O episódio recente de assédio ocorrido dentro do Big Brother Brasil ultrapassa os limites do entretenimento e expõe, mais uma vez, feridas profundas da sociedade brasileira. Não se trata apenas de um caso isolado em um reality show de grande audiência, mas de um retrato incômodo sobre como a violência contra mulheres ainda é relativizada, questionada ou tratada com desconfiança — especialmente quando ocorre em espaços públicos e sob os holofotes.

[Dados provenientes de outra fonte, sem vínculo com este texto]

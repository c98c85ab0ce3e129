use criterion::{Criterion, criterion_group, criterion_main};
use kiln_vm::{EmptyMonitor, Program, State, Vm};
use std::hint::black_box;

/// Counts register `A` down from `n` to zero, one stack round-trip per step
fn countdown(n: i32) -> Program {
    Program::from(vec![
        9, 0, n, // SET A n
        13, 0, // GLD A
        1, 1, // PSH 1
        6, // SUB
        14, 0, // GPT A
        2, // POP
        12, 0, 0, 3, // IFN A 0 3
        0, // HLT
    ])
}

pub fn criterion_benchmark(c: &mut Criterion) {
    let prog = countdown(10_000);
    c.bench_function("countdown", |b| {
        b.iter(|| {
            let mut vm = Vm::new(black_box(prog.clone()));
            let r = vm.run(&mut EmptyMonitor);
            assert_eq!(r, Ok(State::Halted));
            black_box(vm.registers()[kiln_vm::Register::C])
        })
    });
}

criterion_group!(benches, criterion_benchmark);
criterion_main!(benches);
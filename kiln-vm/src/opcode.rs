use crate::{FaultKind, Register};
use core::fmt;
use static_assertions::const_assert_eq;

/// Largest number of operands taken by any instruction
pub const MAX_WIDTH: usize = 3;

/// Instruction opcodes, in image encoding order
#[derive(Copy, Clone, Debug, PartialEq, Eq)]
#[repr(u8)]
pub enum Opcode {
    /// `HLT` (0): stop execution
    Hlt,
    /// `PSH val` (1): push an immediate
    Psh,
    /// `POP` (2): discard the top of the stack
    Pop,
    /// `ADD` (3)
    Add,
    /// `MUL` (4)
    Mul,
    /// `DIV` (5)
    Div,
    /// `SUB` (6)
    Sub,
    /// `SLT` (7): replace the top two values with `second < top`
    Slt,
    /// `MOV src dst` (8)
    Mov,
    /// `SET dst val` (9)
    Set,
    /// `LOG reg` (10)
    Log,
    /// `IF reg val target` (11)
    If,
    /// `IFN reg val target` (12)
    Ifn,
    /// `GLD reg` (13): push a register
    Gld,
    /// `GPT reg` (14): copy the top of the stack into a register
    Gpt,
    /// `NOP` (15)
    Nop,
}

/// Kind of a single operand, used for disassembly
#[derive(Copy, Clone, Debug, PartialEq, Eq)]
pub enum Operand {
    /// Register index
    Register,
    /// Immediate value
    Immediate,
    /// Absolute instruction index
    Target,
}

impl Opcode {
    /// Number of defined opcodes
    pub const COUNT: usize = 16;

    const ALL: [Opcode; Self::COUNT] = [
        Opcode::Hlt,
        Opcode::Psh,
        Opcode::Pop,
        Opcode::Add,
        Opcode::Mul,
        Opcode::Div,
        Opcode::Sub,
        Opcode::Slt,
        Opcode::Mov,
        Opcode::Set,
        Opcode::Log,
        Opcode::If,
        Opcode::Ifn,
        Opcode::Gld,
        Opcode::Gpt,
        Opcode::Nop,
    ];

    /// Returns the operands which follow this opcode in the image
    pub const fn operands(self) -> &'static [Operand] {
        match self {
            Opcode::Psh => &[Operand::Immediate],
            Opcode::Mov => &[Operand::Register, Operand::Register],
            Opcode::Set => &[Operand::Register, Operand::Immediate],
            Opcode::Log | Opcode::Gld | Opcode::Gpt => &[Operand::Register],
            Opcode::If | Opcode::Ifn => {
                &[Operand::Register, Operand::Immediate, Operand::Target]
            }
            Opcode::Hlt
            | Opcode::Pop
            | Opcode::Add
            | Opcode::Mul
            | Opcode::Div
            | Opcode::Sub
            | Opcode::Slt
            | Opcode::Nop => &[],
        }
    }

    /// Number of integers consumed after the opcode itself
    #[inline]
    pub const fn width(self) -> usize {
        self.operands().len()
    }

    /// Returns the upper-case mnemonic
    pub const fn mnemonic(self) -> &'static str {
        match self {
            Opcode::Hlt => "HLT",
            Opcode::Psh => "PSH",
            Opcode::Pop => "POP",
            Opcode::Add => "ADD",
            Opcode::Mul => "MUL",
            Opcode::Div => "DIV",
            Opcode::Sub => "SUB",
            Opcode::Slt => "SLT",
            Opcode::Mov => "MOV",
            Opcode::Set => "SET",
            Opcode::Log => "LOG",
            Opcode::If => "IF",
            Opcode::Ifn => "IFN",
            Opcode::Gld => "GLD",
            Opcode::Gpt => "GPT",
            Opcode::Nop => "NOP",
        }
    }

    /// Looks up an opcode by mnemonic (case-insensitive)
    pub fn from_mnemonic(s: &str) -> Option<Self> {
        Self::ALL
            .into_iter()
            .find(|op| op.mnemonic().eq_ignore_ascii_case(s))
    }
}

const_assert_eq!(Opcode::Nop as usize + 1, Opcode::COUNT);

impl TryFrom<i32> for Opcode {
    type Error = i32;
    fn try_from(v: i32) -> Result<Self, i32> {
        usize::try_from(v)
            .ok()
            .and_then(|i| Self::ALL.get(i))
            .copied()
            .ok_or(v)
    }
}

impl fmt::Display for Opcode {
    fn fmt(&self, f: &mut fmt::Formatter<'_>) -> fmt::Result {
        f.write_str(self.mnemonic())
    }
}

/// A decoded instruction: opcode plus its fixed-width operands
#[derive(Copy, Clone, Debug, PartialEq, Eq)]
pub struct Instruction {
    /// Opcode
    pub op: Opcode,
    args: [i32; MAX_WIDTH],
}

impl Instruction {
    /// Decodes the instruction whose opcode is at `code[ip]`
    pub fn decode(code: &[i32], ip: usize) -> Result<Self, FaultKind> {
        let raw = *code.get(ip).ok_or(FaultKind::TruncatedOperand)?;
        let op =
            Opcode::try_from(raw).map_err(|_| FaultKind::UnknownOpcode)?;
        let operands = code
            .get(ip + 1..ip + 1 + op.width())
            .ok_or(FaultKind::TruncatedOperand)?;
        let mut args = [0; MAX_WIDTH];
        args[..operands.len()].copy_from_slice(operands);
        Ok(Self { op, args })
    }

    /// Returns the raw operands (exactly [`Opcode::width`] values)
    #[inline]
    pub fn operands(&self) -> &[i32] {
        &self.args[..self.op.width()]
    }

    /// Returns the operand at index `i`
    ///
    /// # Panics
    /// If `i` is not less than [`MAX_WIDTH`]
    #[inline]
    pub(crate) fn arg(&self, i: usize) -> i32 {
        self.args[i]
    }
}

impl fmt::Display for Instruction {
    fn fmt(&self, f: &mut fmt::Formatter<'_>) -> fmt::Result {
        write!(f, "{}", self.op)?;
        for (kind, &v) in self.op.operands().iter().zip(self.operands()) {
            match (kind, Register::try_from(v)) {
                (Operand::Register, Ok(r)) => write!(f, " {r}")?,
                _ => write!(f, " {v}")?,
            }
        }
        Ok(())
    }
}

O debate que emergiu após o caso escancara três temas centrais e urgentes: a violência de gênero, o consentimento e a revitimização. Em pleno 2026, ainda é necessário reafirmar que consentimento não é ambíguo, não é negociável e não depende de contexto, aparência ou comportamento prévio. Quando esse princípio básico é ignorado ou relativizado, o que se perpetua é uma cultura que normaliza abusos e silencia vítimas.
Os números reforçam a gravidade do problema. Apenas no primeiro semestre de 2025, o Brasil registrou 718 feminicídios — uma média alarmante de quatro mulheres assassinadas por dia. No mesmo período, cerca de 34 mil mulheres foram vítimas de estupro, segundo dados do Mapa Nacional da Violência de Gênero, elaborado pelo Observatório da Mulher Contra a Violência, ligado ao Senado Federal. São estatísticas que não podem ser tratadas como abstrações: por trás de cada número há uma vida interrompida, um trauma permanente, uma família marcada.
Ainda mais preocupante é a forma como muitos relatos de violência são recebidos. A revitimização ocorre quando a vítima, além da agressão sofrida, passa a ser julgada, desacreditada ou responsabilizada pelo ocorrido. Questiona-se por que não reagiu, por que estava ali, por que demorou a denunciar. Esse comportamento social não apenas desestimula denúncias, como reforça o ciclo de violência.
O caso envolvendo o reality show, justamente por sua ampla repercussão, pode — e deve — servir como ponto de inflexão. A visibilidade impõe responsabilidade. É fundamental que instituições, meios de comunicação e a sociedade como um todo adotem uma postura clara: acolher vítimas, respeitar relatos e tratar denúncias com seriedade não é opção, é obrigação.
Combater a violência contra a mulher exige mais do que indignação momentânea. Requer educação contínua, políticas públicas eficazes, redes de proteção fortalecidas e, sobretudo, uma mudança cultural profunda.
O silêncio, a omissão e a relativização também são formas de violência.